#### Exercise description
Your answer should be an exact copy of the listing.

#### Input records
//! Command-line interface for santa_games.

use clap::{Parser, Subcommand};
use std::path::PathBuf;

/// Santa Games - tic-tac-toe against Santa in the terminal
#[derive(Parser, Debug)]
#[command(name = "santa_games")]
#[command(about = "Play tic-tac-toe against Santa", long_about = None)]
#[command(version)]
pub struct Cli {
    /// Subcommand to run; plays when omitted
    #[command(subcommand)]
    pub command: Option<Command>,
}

/// Available commands
#[derive(Subcommand, Debug)]
pub enum Command {
    /// Play interactively in the terminal
    Play {
        /// Path to the TOML config file (defaults apply when missing)
        #[arg(long, default_value = "santa_games.toml")]
        config: PathBuf,
    },

    /// Measure how often Santa uses the soft search
    Blend {
        /// Number of opening moves to sample
        #[arg(long, default_value = "10000")]
        trials: u32,

        /// Seed for reproducible runs
        #[arg(long)]
        seed: Option<u64>,

        /// Print the report as JSON
        #[arg(long)]
        json: bool,
    },

    /// Play rounds of a random Player against Santa
    Simulate {
        /// Number of rounds to play
        #[arg(long, default_value = "1000")]
        rounds: u32,

        /// Seed for reproducible runs
        #[arg(long)]
        seed: Option<u64>,

        /// Print the report as JSON
        #[arg(long)]
        json: bool,
    },
}

impl Default for Command {
    fn default() -> Self {
        Command::Play {
            config: PathBuf::from("santa_games.toml"),
        }
    }
}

#### Written response
//! Command-line interface for santa_games.

use clap::{Parser, Subcommand};
use std::path::PathBuf;

/// Santa Games - tic-tac-toe against Santa in the terminal
#[derive(Parser, Debug)]
#[command(name = "santa_games")]
#[command(about = "Play tic-tac-toe against Santa", long_about = None)]
#[command(version)]
pub struct Cli {
    /// Subcommand to run; plays when omitted
    #[command(subcommand)]
    pub command: Option<Command>,
}

/// Available commands
#[derive(Subcommand, Debug)]
pub enum Command {
    /// Play interactively in the terminal
    Play {
        /// Path to the TOML config file (defaults apply when missing)
        #[arg(long, default_value = "santa_games.toml")]
        config: PathBuf,
    },

    /// Measure how often Santa uses the soft search
    Blend {
        /// Number of opening moves to sample
        #[arg(long, default_value = "10000")]
        trials: u32,

        /// Seed for reproducible runs
        #[arg(long)]
        seed: Option<u64>,

        /// Print the report as JSON
        #[arg(long)]
        json: bool,
    },

    /// Play rounds of a random Player against Santa
    Simulate {
        /// Number of rounds to play
        #[arg(long, default_value = "1000")]
        rounds: u32,

        /// Seed for reproducible runs
        #[arg(long)]
        seed: Option<u64>,

        /// Print the report as JSON
        #[arg(long)]
        json: bool,
    },
}

impl Default for Command {
    fn default() -> Self {
        Command::Play {
            config: PathBuf::from("santa_games.toml"),
        }
    }
}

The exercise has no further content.